Although the Obama administration suggested it might settle the risk corridor cases in September of 2016, it continued to defend them. The Trump administration has carried on with the defense, and it is hard to believe that it would be any more willing to settle than the Obama administration. A settlement, however, would be a dramatic showing of the commitment of the Trump administration to preserving the individual health insurance market in the United States, and could not come at a more opportune time.

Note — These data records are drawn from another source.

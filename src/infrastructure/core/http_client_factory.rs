use reqwest::Client;
use reqwest_middleware::{ClientBuilder, ClientWithMiddleware};
use reqwest_retry::{RetryTransientMiddleware, policies::ExponentialBackoff};
use std::time::Duration;

pub struct HttpClientFactory;

impl HttpClientFactory {
    /// HTTP client retrying transient failures with exponential backoff
    pub fn create_client(max_retries: u32) -> ClientWithMiddleware {
        let retry_policy = ExponentialBackoff::builder().build_with_max_retries(max_retries);

        let client = Client::builder()
            .pool_max_idle_per_host(4)
            .timeout(Duration::from_secs(15))
            .connect_timeout(Duration::from_secs(5))
            .user_agent(concat!("marginzone/", env!("CARGO_PKG_VERSION")))
            .build()
            .unwrap_or_else(|_| Client::new());

        ClientBuilder::new(client)
            .with(RetryTransientMiddleware::new_with_policy(retry_policy))
            .build()
    }
}

/// Appends query parameters to `base_url`.
///
/// Kline parameters are plain ASCII (symbols, numbers, interval codes), so values
/// outside the unreserved set are percent-encoded byte by byte.
pub fn build_url_with_query<K, V>(base_url: &str, params: &[(K, V)]) -> String
where
    K: AsRef<str>,
    V: AsRef<str>,
{
    if params.is_empty() {
        return base_url.to_string();
    }

    let query = params
        .iter()
        .map(|(k, v)| format!("{}={}", encode(k.as_ref()), encode(v.as_ref())))
        .collect::<Vec<_>>()
        .join("&");

    let separator = if base_url.contains('?') { '&' } else { '?' };
    format!("{}{}{}", base_url, separator, query)
}

fn encode(s: &str) -> String {
    s.bytes()
        .map(|b| match b {
            b'A'..=b'Z' | b'a'..=b'z' | b'0'..=b'9' | b'-' | b'_' | b'.' | b'~' => (b as char).to_string(),
            _ => format!("%{:02X}", b),
        })
        .collect()
}
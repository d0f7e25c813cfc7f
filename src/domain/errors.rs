use thiserror::Error;

/// Errors raised while deriving ACDFXY levels from a candle window
#[derive(Debug, Clone, PartialEq, Eq, Error)]
pub enum LevelError {
    #[error("Insufficient history: need {needed} candles, got {available}")]
    InsufficientHistory { needed: usize, available: usize },

    #[error("No final candle could be selected")]
    NoFinalCandle,

    #[error("Final candle {candle_id} has no impulse in the trade direction")]
    ZeroImpulse { candle_id: i64 },

    #[error("Levels of candle {candle_id} collapse at {precision} decimals")]
    CollapsedLevels { candle_id: i64, precision: u32 },
}

/// Errors related to market data and connectivity
#[derive(Debug, Error)]
pub enum MarketDataError {
    #[error("Connection lost: {reason}")]
    ConnectionLost { reason: String },

    #[error("Invalid market data for {symbol}: {reason}")]
    InvalidData { symbol: String, reason: String },

    #[error("Exchange returned error {code} for {symbol}: {message}")]
    ExchangeError {
        symbol: String,
        code: i64,
        message: String,
    },

    #[error("Circuit breaker open for {service}")]
    CircuitOpen { service: String },
}

/// Errors raised by the market-structure gate
#[derive(Debug, Error)]
pub enum GateError {
    #[error("Not enough gate candles for {symbol}: need {needed}, got {available}")]
    InsufficientData {
        symbol: String,
        needed: usize,
        available: usize,
    },

    #[error("Gate data unavailable for {symbol}: {reason}")]
    Unavailable { symbol: String, reason: String },
}

#[cfg(test)]
mod tests {
    use super::*;

    #[test]
    fn test_level_error_formatting() {
        let error = LevelError::InsufficientHistory {
            needed: 180,
            available: 42,
        };

        let msg = error.to_string();
        assert!(msg.contains("180"));
        assert!(msg.contains("42"));
    }

    #[test]
    fn test_market_data_error_formatting() {
        let error = MarketDataError::ExchangeError {
            symbol: "GRTUSDT".to_string(),
            code: 10001,
            message: "params error".to_string(),
        };

        let msg = error.to_string();
        assert!(msg.contains("GRTUSDT"));
        assert!(msg.contains("10001"));
    }
}
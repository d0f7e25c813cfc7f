// Margin zone lifecycle: zone model, per-series engine, registry of engines
pub mod engine;
pub mod registry;
pub mod zone;

pub use engine::{ZoneEngine, ZoneSnapshot};
pub use registry::ZoneRegistry;
pub use zone::{Zone, ZoneConfig, ZoneEvent, ZoneState};
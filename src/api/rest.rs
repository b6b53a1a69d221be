//! REST API Handlers
//!
//! Implements the `/api/v1/vlans` CRUD endpoints, health and metrics.
//! Every failure leaves as an [`ApiErrorResponse`] with a stable `error`
//! code; domain errors map to status codes by kind only.

use crate::domain::vlan::{FieldError, NewVlan, VlanPatch, VlanRecord};
use crate::error::Error;
use crate::service::VlanService;
use axum::{
    extract::{
        rejection::{JsonRejection, PathRejection},
        DefaultBodyLimit, Json, Path, State,
    },
    http::{header, StatusCode},
    response::{IntoResponse, Response},
    routing::{get, MethodRouter},
    Router,
};
use serde::{Deserialize, Serialize};
use serde_json::{json, Value};
use std::sync::Arc;
use std::time::Duration;
use tower_http::{cors::CorsLayer, timeout::TimeoutLayer, trace::TraceLayer};
use tracing::{debug, error, warn};

// =============================================================================
// Response Types
// =============================================================================

/// API error response
#[derive(Debug, Clone, Serialize, Deserialize)]
pub struct ApiErrorResponse {
    pub error: String,
    pub message: String,
    #[serde(skip_serializing_if = "Option::is_none")]
    pub details: Option<Value>,
}

/// Error leaving a handler, rendered as status plus [`ApiErrorResponse`]
#[derive(Debug)]
pub struct ApiError {
    status: StatusCode,
    body: ApiErrorResponse,
}

impl ApiError {
    pub fn new(status: StatusCode, error: &str, message: impl Into<String>) -> Self {
        Self {
            status,
            body: ApiErrorResponse {
                error: error.into(),
                message: message.into(),
                details: None,
            },
        }
    }

    pub fn with_details(mut self, details: Value) -> Self {
        self.body.details = Some(details);
        self
    }

    pub fn status(&self) -> StatusCode {
        self.status
    }

    /// 422 carrying a list of `{loc, type, msg}` entries
    fn request_validation(errors: Vec<Value>) -> Self {
        Self::new(
            StatusCode::UNPROCESSABLE_ENTITY,
            "REQUEST_VALIDATION_ERROR",
            "Request validation failed",
        )
        .with_details(json!({ "errors": errors }))
    }

    fn method_not_allowed() -> Self {
        Self::new(
            StatusCode::METHOD_NOT_ALLOWED,
            "METHOD_NOT_ALLOWED",
            "HTTP method not allowed for this endpoint",
        )
    }
}

fn field_detail(e: &FieldError) -> Value {
    json!({
        "loc": ["body", e.field],
        "type": e.code,
        "msg": e.message,
    })
}

impl From<Error> for ApiError {
    fn from(e: Error) -> Self {
        match &e {
            Error::Validation(errors) => {
                Self::request_validation(errors.iter().map(field_detail).collect())
            }
            Error::GatewayNotInSubnet { .. } => Self::request_validation(vec![json!({
                "loc": ["body", "gateway"],
                "type": "gateway_not_in_subnet",
                "msg": e.to_string(),
            })]),
            Error::VlanConflict { vlan_id } => {
                Self::new(StatusCode::CONFLICT, "VLAN_CONFLICT", e.to_string())
                    .with_details(json!({ "vlan_id": vlan_id }))
            }
            Error::NotFound { id } => {
                Self::new(StatusCode::NOT_FOUND, "VLAN_NOT_FOUND", e.to_string())
                    .with_details(json!({ "vlan_id": id }))
            }
            _ if e.is_storage() => {
                warn!("Storage failure surfaced to client: {}", e);
                Self::new(
                    StatusCode::SERVICE_UNAVAILABLE,
                    "STORAGE_ERROR",
                    "Storage system error occurred",
                )
            }
            _ => {
                error!("Unexpected error: {}", e);
                Self::new(
                    StatusCode::INTERNAL_SERVER_ERROR,
                    "INTERNAL_ERROR",
                    "An internal server error occurred",
                )
            }
        }
    }
}

impl From<JsonRejection> for ApiError {
    fn from(rejection: JsonRejection) -> Self {
        if rejection.status() == StatusCode::PAYLOAD_TOO_LARGE {
            return Self::new(
                StatusCode::PAYLOAD_TOO_LARGE,
                "PAYLOAD_TOO_LARGE",
                "Request payload is too large",
            );
        }
        match rejection {
            JsonRejection::MissingJsonContentType(_) => Self::new(
                StatusCode::UNSUPPORTED_MEDIA_TYPE,
                "UNSUPPORTED_MEDIA_TYPE",
                "Content-Type must be application/json",
            ),
            JsonRejection::JsonDataError(e) => Self::request_validation(vec![json!({
                "loc": ["body"],
                "type": "invalid_body",
                "msg": e.body_text(),
            })]),
            JsonRejection::JsonSyntaxError(e) => Self::new(
                StatusCode::BAD_REQUEST,
                "VALIDATION_ERROR",
                e.body_text(),
            ),
            other => Self::new(other.status(), "VALIDATION_ERROR", other.body_text()),
        }
    }
}

impl From<PathRejection> for ApiError {
    fn from(rejection: PathRejection) -> Self {
        Self::request_validation(vec![json!({
            "loc": ["path", "vlan_id"],
            "type": "int_parsing",
            "msg": rejection.body_text(),
        })])
    }
}

impl IntoResponse for ApiError {
    fn into_response(self) -> Response {
        (self.status, Json(self.body)).into_response()
    }
}

type ApiResult<T> = std::result::Result<T, ApiError>;

// =============================================================================
// REST Router
// =============================================================================

/// Default request body limit (1 MiB)
pub const DEFAULT_MAX_BODY_SIZE: usize = 1024 * 1024;

/// Default per-request timeout
pub const DEFAULT_REQUEST_TIMEOUT: Duration = Duration::from_secs(30);

/// REST API router builder
pub struct RestRouter {
    service: Arc<VlanService>,
    max_body_size: usize,
    request_timeout: Duration,
}

impl RestRouter {
    /// Create a new REST router
    pub fn new(service: Arc<VlanService>) -> Self {
        Self {
            service,
            max_body_size: DEFAULT_MAX_BODY_SIZE,
            request_timeout: DEFAULT_REQUEST_TIMEOUT,
        }
    }

    /// Reject bodies larger than `bytes` with 413
    pub fn max_body_size(mut self, bytes: usize) -> Self {
        self.max_body_size = bytes;
        self
    }

    pub fn request_timeout(mut self, timeout: Duration) -> Self {
        self.request_timeout = timeout;
        self
    }

    /// Build the Axum router
    pub fn build(self) -> Router {
        let state = AppState {
            service: self.service,
        };

        Router::new()
            // VLAN endpoints
            .route(
                "/api/v1/vlans",
                allow(get(list_vlans).post(create_vlan)),
            )
            .route(
                "/api/v1/vlans/:id",
                allow(get(get_vlan).put(update_vlan).delete(delete_vlan)),
            )
            // Health and metrics
            .route("/health", allow(get(health_check)))
            .route("/metrics", allow(get(metrics)))
            .fallback(not_found)
            .with_state(state)
            .layer(DefaultBodyLimit::max(self.max_body_size))
            .layer(TimeoutLayer::new(self.request_timeout))
            .layer(CorsLayer::permissive())
            .layer(TraceLayer::new_for_http())
    }
}

/// Answer unrouted methods with a JSON 405
fn allow(route: MethodRouter<AppState>) -> MethodRouter<AppState> {
    route.fallback(|| async { ApiError::method_not_allowed() })
}

/// Shared application state
#[derive(Clone)]
struct AppState {
    service: Arc<VlanService>,
}

// =============================================================================
// Handlers
// =============================================================================

/// List all VLANs
async fn list_vlans(State(state): State<AppState>) -> ApiResult<Json<Vec<VlanRecord>>> {
    let records = state.service.list().await?;
    debug!("Listed {} VLANs", records.len());
    Ok(Json(records))
}

/// Create a VLAN
async fn create_vlan(
    State(state): State<AppState>,
    body: std::result::Result<Json<NewVlan>, JsonRejection>,
) -> ApiResult<(StatusCode, Json<VlanRecord>)> {
    let Json(request) = body?;
    let created = state.service.create(request).await?;
    Ok((StatusCode::CREATED, Json(created)))
}

/// Get a VLAN by id
async fn get_vlan(
    State(state): State<AppState>,
    id: std::result::Result<Path<u64>, PathRejection>,
) -> ApiResult<Json<VlanRecord>> {
    let Path(id) = id?;
    Ok(Json(state.service.get(id).await?))
}

/// Update a VLAN; only supplied fields change
async fn update_vlan(
    State(state): State<AppState>,
    id: std::result::Result<Path<u64>, PathRejection>,
    body: std::result::Result<Json<VlanPatch>, JsonRejection>,
) -> ApiResult<Json<VlanRecord>> {
    let Path(id) = id?;
    let Json(patch) = body?;
    Ok(Json(state.service.update(id, patch).await?))
}

/// Delete a VLAN
async fn delete_vlan(
    State(state): State<AppState>,
    id: std::result::Result<Path<u64>, PathRejection>,
) -> ApiResult<StatusCode> {
    let Path(id) = id?;
    state.service.delete(id).await?;
    Ok(StatusCode::NO_CONTENT)
}

/// Health check
async fn health_check(State(state): State<AppState>) -> Response {
    let report = state.service.health().await;
    if report.is_healthy() {
        (StatusCode::OK, Json(report)).into_response()
    } else {
        ApiError::new(
            StatusCode::SERVICE_UNAVAILABLE,
            "SERVICE_UNHEALTHY",
            "Storage system is not accessible",
        )
        .with_details(json!({ "storage_healthy": false }))
        .into_response()
    }
}

/// Prometheus metrics
async fn metrics(State(state): State<AppState>) -> ApiResult<Response> {
    let body = state.service.metrics().render()?;
    Ok((
        [(header::CONTENT_TYPE, "text/plain; version=0.0.4")],
        body,
    )
        .into_response())
}

async fn not_found() -> ApiError {
    ApiError::new(StatusCode::NOT_FOUND, "NOT_FOUND", "Resource not found")
}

OIG To Examine Administration Reduction Of Marketplace Enrollment Activities
On March, 23, 2017, the Department of Health and Human Services Inspector General wrote to Senators Elizabeth Warren (D-MA) and Patty Murray (D-WA), in response to their request that the Office of the Inspector General investigate the effect of the Trump administrations curtailing marketplace enrollment efforts in the final week of the 2017 open enrollment period. The letter states that the OIG will:
conduct a fact-finding review of HHS’s decisions related to halting (and resuming, as applicable) paid advertisements, email, social media, and other outreach efforts related to Marketplace enrollment in 2017. Our inquiry will include the timeline, decision-making process, and factors considered by HHS, including any HHS analyses of implications for enrollment and/or expected costs or savings.
The precipitous termination of marketplace advertising following President Trump’s inauguration has been seen as a potential cause of 2017 marketplace enrollment, which had been running ahead of 2016, flat-lining during the final week.
Throughout the Obama administration, the HHS OIG, Government Accountability Office, and Treasury Inspector General for Tax Administration issued reports that were often critical of administration’s Affordable Care Act implementation efforts. Presumably these agencies will continue to provide objective and independent review of the Trump administration’s efforts as well.